//! ExpenseService - expense records and their cross-entity references.

use std::sync::Arc;

use super::path_id;
use crate::application::{IntegrityChecker, ServiceError};
use crate::domain::expense::{Expense, ExpenseDraft, ExpenseInput};
use crate::domain::foundation::{EntityId, ExpenseId, PageRequest, Timestamp};
use crate::domain::validation;
use crate::ports::{ExpenseFilter, ExpenseRepository};

#[derive(Debug, Clone, Default)]
pub struct CreateExpenseCommand {
    pub fields: ExpenseInput,
}

#[derive(Debug, Clone, Default)]
pub struct UpdateExpenseCommand {
    pub id: i64,
    pub fields: ExpenseInput,
}

/// Listing parameters as received. Scalar filters `<= 0` and empty date
/// strings are ignored.
#[derive(Debug, Clone, Default)]
pub struct ListExpensesQuery {
    pub skip: i64,
    pub limit: i64,
    pub category_id: i64,
    pub subcategory_id: i64,
    pub payee_id: i64,
    pub account_id: i64,
    pub start_date: String,
    pub end_date: String,
}

impl ListExpensesQuery {
    /// Builds the storage filter, parsing the date bounds.
    pub fn filter(&self) -> Result<ExpenseFilter, ServiceError> {
        Ok(ExpenseFilter {
            category: validation::filter_id(self.category_id),
            subcategory: validation::filter_id(self.subcategory_id),
            payee: validation::filter_id(self.payee_id),
            account: validation::filter_id(self.account_id),
            start: validation::range_start("start_date", &self.start_date)?,
            end: validation::range_end("end_date", &self.end_date)?,
        })
    }
}

pub struct ExpenseService {
    repository: Arc<dyn ExpenseRepository>,
    integrity: Arc<IntegrityChecker>,
}

impl ExpenseService {
    pub fn new(repository: Arc<dyn ExpenseRepository>, integrity: Arc<IntegrityChecker>) -> Self {
        Self {
            repository,
            integrity,
        }
    }

    pub async fn create(&self, cmd: CreateExpenseCommand) -> Result<Expense, ServiceError> {
        tracing::info!(
            amount = cmd.fields.amount,
            category_id = cmd.fields.category_id,
            payee_id = cmd.fields.payee_id,
            "creating expense"
        );

        let draft = ExpenseDraft::new(&cmd.fields)?;
        self.check_references(&draft).await?;

        let expense = self.repository.create(&draft, Timestamp::now()).await?;
        tracing::info!(id = %expense.id, amount = expense.amount, "expense created");
        Ok(expense)
    }

    pub async fn get(&self, id: i64) -> Result<Expense, ServiceError> {
        let id: ExpenseId = path_id(id)?;
        self.fetch(id).await
    }

    /// Matching expenses by date then creation time, newest first.
    pub async fn list(&self, query: ListExpensesQuery) -> Result<Vec<Expense>, ServiceError> {
        let page = PageRequest::bounded(query.skip, query.limit);
        let filter = query.filter()?;
        tracing::info!(skip = page.skip(), limit = page.limit(), filter = ?filter, "listing expenses");

        let expenses = self.repository.list(page, &filter).await?;
        tracing::debug!(count = expenses.len(), "expenses retrieved");
        Ok(expenses)
    }

    pub async fn update(&self, cmd: UpdateExpenseCommand) -> Result<Expense, ServiceError> {
        let id: ExpenseId = path_id(cmd.id)?;
        let existing = self.fetch(id).await?;

        if cmd.fields.is_empty() {
            return Err(ServiceError::NoUpdatedData);
        }

        let draft = ExpenseDraft::new(&cmd.fields)?;
        self.check_references(&draft).await?;

        if existing.matches(&draft) {
            return Err(ServiceError::NoUpdatedData);
        }

        tracing::info!(id = %id, amount = draft.amount, "updating expense");
        let updated = existing.with_changes(draft, Timestamp::now());
        Ok(self.repository.update(&updated).await?)
    }

    pub async fn delete(&self, id: i64) -> Result<(), ServiceError> {
        let id: ExpenseId = path_id(id)?;
        self.fetch(id).await?;

        tracing::info!(id = %id, "deleting expense");
        self.repository.delete(&id).await?;
        Ok(())
    }

    async fn fetch(&self, id: ExpenseId) -> Result<Expense, ServiceError> {
        self.repository
            .find_by_id(&id)
            .await?
            .ok_or_else(|| ServiceError::not_found("expense", id.as_i64()))
    }

    /// Category, then subcategory membership, then payee, then account.
    async fn check_references(&self, draft: &ExpenseDraft) -> Result<(), ServiceError> {
        self.integrity
            .require_category("category_id", draft.category_id)
            .await?;
        if let Some(subcategory) = draft.subcategory_id {
            self.integrity
                .require_subcategory_of("subcategory_id", subcategory, draft.category_id)
                .await?;
        }
        self.integrity.require_person("payee_id", draft.payee_id).await?;
        self.integrity
            .require_account("account_id", draft.account_id)
            .await?;
        Ok(())
    }
}

#[cfg(test)]
mod tests {
    use super::*;
    use crate::application::services::test_support::services;
    use crate::application::{
        CreateAccountCommand, CreateExpenseCategoryCommand, CreateExpenseSubCategoryCommand,
        CreatePersonCommand, Services,
    };

    /// Ann (1), Checking (1), Food (1) with Snacks (1), Travel (2) with Flights (2).
    async fn seeded() -> Services {
        let (services, _) = services();
        services
            .persons
            .create(CreatePersonCommand {
                name: "Ann".to_string(),
                email: "a@x.com".to_string(),
            })
            .await
            .unwrap();
        services
            .accounts
            .create(CreateAccountCommand {
                name: "Checking".to_string(),
                currency: "USD".to_string(),
                account_type: "checking".to_string(),
                initial_balance: 0.0,
                primary_owner_id: 1,
                second_owner_id: None,
            })
            .await
            .unwrap();
        for (category, sub) in [("Food", "Snacks"), ("Travel", "Flights")] {
            let created = services
                .categories
                .create(CreateExpenseCategoryCommand {
                    name: category.to_string(),
                })
                .await
                .unwrap();
            services
                .subcategories
                .create(CreateExpenseSubCategoryCommand {
                    name: sub.to_string(),
                    expense_category_id: created.id.as_i64(),
                })
                .await
                .unwrap();
        }
        services
    }

    fn lunch(date: &str) -> ExpenseInput {
        ExpenseInput {
            amount: 12.5,
            category_id: 1,
            subcategory_id: Some(1),
            date: date.to_string(),
            payee_id: 1,
            account_id: 1,
            notes: " lunch ".to_string(),
        }
    }

    async fn create(services: &Services, fields: ExpenseInput) -> Result<Expense, ServiceError> {
        services.expenses.create(CreateExpenseCommand { fields }).await
    }

    #[tokio::test]
    async fn create_with_valid_references_succeeds() {
        let services = seeded().await;
        let expense = create(&services, lunch("2024-06-01")).await.unwrap();
        assert_eq!(expense.id.as_i64(), 1);
        assert_eq!(expense.notes, "lunch");
    }

    #[tokio::test]
    async fn round_trip_preserves_fields() {
        let services = seeded().await;
        let created = create(&services, lunch("2024-06-01")).await.unwrap();
        let fetched = services.expenses.get(created.id.as_i64()).await.unwrap();
        assert_eq!(fetched, created);
    }

    #[tokio::test]
    async fn subcategory_from_other_category_is_invalid() {
        let services = seeded().await;
        let fields = ExpenseInput {
            subcategory_id: Some(2),
            ..lunch("2024-06-01")
        };
        assert!(matches!(
            create(&services, fields).await,
            Err(ServiceError::InvalidInput(_))
        ));
    }

    #[tokio::test]
    async fn missing_references_are_not_found_and_nothing_is_stored() {
        let services = seeded().await;
        let cases = [
            ExpenseInput { category_id: 9, subcategory_id: None, ..lunch("2024-06-01") },
            ExpenseInput { subcategory_id: Some(9), ..lunch("2024-06-01") },
            ExpenseInput { payee_id: 9, ..lunch("2024-06-01") },
            ExpenseInput { account_id: 9, ..lunch("2024-06-01") },
        ];
        for fields in cases {
            assert!(matches!(
                create(&services, fields).await,
                Err(ServiceError::DataNotFound(_))
            ));
        }
        let stored = services.expenses.list(ListExpensesQuery::default()).await.unwrap();
        assert!(stored.is_empty());
    }

    #[tokio::test]
    async fn invalid_fields_are_rejected() {
        let services = seeded().await;
        let negative = ExpenseInput { amount: -5.0, ..lunch("2024-06-01") };
        let bad_date = lunch("2024/06/01");
        for fields in [negative, bad_date] {
            assert!(matches!(
                create(&services, fields).await,
                Err(ServiceError::InvalidInput(_))
            ));
        }
    }

    #[tokio::test]
    async fn update_identical_is_no_op() {
        let services = seeded().await;
        let created = create(&services, lunch("2024-06-01")).await.unwrap();

        let err = services
            .expenses
            .update(UpdateExpenseCommand {
                id: created.id.as_i64(),
                fields: lunch("2024-06-01"),
            })
            .await
            .unwrap_err();
        assert_eq!(err, ServiceError::NoUpdatedData);
        assert_eq!(services.expenses.get(1).await.unwrap(), created);
    }

    #[tokio::test]
    async fn update_empty_request_is_no_op() {
        let services = seeded().await;
        create(&services, lunch("2024-06-01")).await.unwrap();
        let err = services
            .expenses
            .update(UpdateExpenseCommand {
                id: 1,
                fields: ExpenseInput::default(),
            })
            .await
            .unwrap_err();
        assert_eq!(err, ServiceError::NoUpdatedData);
    }

    #[tokio::test]
    async fn update_with_missing_references_leaves_record_unchanged() {
        let services = seeded().await;
        let created = create(&services, lunch("2024-06-01")).await.unwrap();

        let cases = [
            ExpenseInput { category_id: 9, subcategory_id: None, ..lunch("2024-06-02") },
            ExpenseInput { subcategory_id: Some(9), ..lunch("2024-06-02") },
            ExpenseInput { payee_id: 9, ..lunch("2024-06-02") },
            ExpenseInput { account_id: 9, ..lunch("2024-06-02") },
        ];
        for fields in cases {
            let err = services
                .expenses
                .update(UpdateExpenseCommand { id: 1, fields })
                .await
                .unwrap_err();
            assert!(matches!(err, ServiceError::DataNotFound(_)));
        }
        assert_eq!(services.expenses.get(1).await.unwrap(), created);
    }

    #[tokio::test]
    async fn update_with_subcategory_of_other_category_is_invalid() {
        let services = seeded().await;
        let created = create(&services, lunch("2024-06-01")).await.unwrap();

        let err = services
            .expenses
            .update(UpdateExpenseCommand {
                id: 1,
                fields: ExpenseInput { subcategory_id: Some(2), ..lunch("2024-06-01") },
            })
            .await
            .unwrap_err();
        assert!(matches!(err, ServiceError::InvalidInput(_)));
        assert_eq!(services.expenses.get(1).await.unwrap(), created);
    }

    #[tokio::test]
    async fn update_with_blank_text_only_is_no_op() {
        let services = seeded().await;
        create(&services, lunch("2024-06-01")).await.unwrap();
        let err = services
            .expenses
            .update(UpdateExpenseCommand {
                id: 1,
                fields: ExpenseInput { notes: "   ".to_string(), ..Default::default() },
            })
            .await
            .unwrap_err();
        assert_eq!(err, ServiceError::NoUpdatedData);
    }

    #[tokio::test]
    async fn update_changes_amount() {
        let services = seeded().await;
        create(&services, lunch("2024-06-01")).await.unwrap();
        let updated = services
            .expenses
            .update(UpdateExpenseCommand {
                id: 1,
                fields: ExpenseInput { amount: 20.0, ..lunch("2024-06-01") },
            })
            .await
            .unwrap();
        assert_eq!(updated.amount, 20.0);
    }

    #[tokio::test]
    async fn list_orders_by_date_desc_and_filters() {
        let services = seeded().await;
        create(&services, lunch("2024-05-01")).await.unwrap();
        create(&services, lunch("2024-05-03")).await.unwrap();
        create(
            &services,
            ExpenseInput {
                category_id: 2,
                subcategory_id: Some(2),
                ..lunch("2024-05-02")
            },
        )
        .await
        .unwrap();

        let all = services.expenses.list(ListExpensesQuery::default()).await.unwrap();
        let ids: Vec<_> = all.iter().map(|e| e.id.as_i64()).collect();
        assert_eq!(ids, vec![2, 3, 1]);

        let food = services
            .expenses
            .list(ListExpensesQuery { category_id: 1, ..Default::default() })
            .await
            .unwrap();
        assert_eq!(food.len(), 2);

        let may_first = services
            .expenses
            .list(ListExpensesQuery {
                start_date: "2024-05-01".to_string(),
                end_date: "2024-05-01".to_string(),
                ..Default::default()
            })
            .await
            .unwrap();
        assert_eq!(may_first.len(), 1);
        assert_eq!(may_first[0].id.as_i64(), 1);
    }

    #[tokio::test]
    async fn list_rejects_malformed_date_bounds() {
        let services = seeded().await;
        let err = services
            .expenses
            .list(ListExpensesQuery {
                end_date: "yesterday".to_string(),
                ..Default::default()
            })
            .await
            .unwrap_err();
        assert!(matches!(err, ServiceError::InvalidInput(_)));
    }

    #[tokio::test]
    async fn list_limit_is_bounded() {
        let services = seeded().await;
        for day in 1..=12 {
            create(&services, lunch(&format!("2024-05-{:02}", day))).await.unwrap();
        }
        let out_of_range = services
            .expenses
            .list(ListExpensesQuery { limit: 101, ..Default::default() })
            .await
            .unwrap();
        assert_eq!(out_of_range.len(), 10);

        let small = services
            .expenses
            .list(ListExpensesQuery { limit: 3, skip: 10, ..Default::default() })
            .await
            .unwrap();
        assert_eq!(small.len(), 2);
    }

    #[tokio::test]
    async fn referenced_account_and_subcategory_cannot_be_deleted() {
        let services = seeded().await;
        create(&services, lunch("2024-06-01")).await.unwrap();

        assert!(matches!(
            services.accounts.delete(1).await,
            Err(ServiceError::ConflictingData(_))
        ));
        assert!(matches!(
            services.subcategories.delete(1).await,
            Err(ServiceError::ConflictingData(_))
        ));

        services.expenses.delete(1).await.unwrap();
        services.accounts.delete(1).await.unwrap();
        services.persons.delete(1).await.unwrap();
    }
}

┄┄┄┄┄┄┄┄┄┄┄┄┄┄┄┄┄┄┄┄

## What you have to do
Which lines hold the string "subcategories"? Copy all of them from the data above.

## Solution for this problem
                .subcategories
            services.subcategories.delete(1).await,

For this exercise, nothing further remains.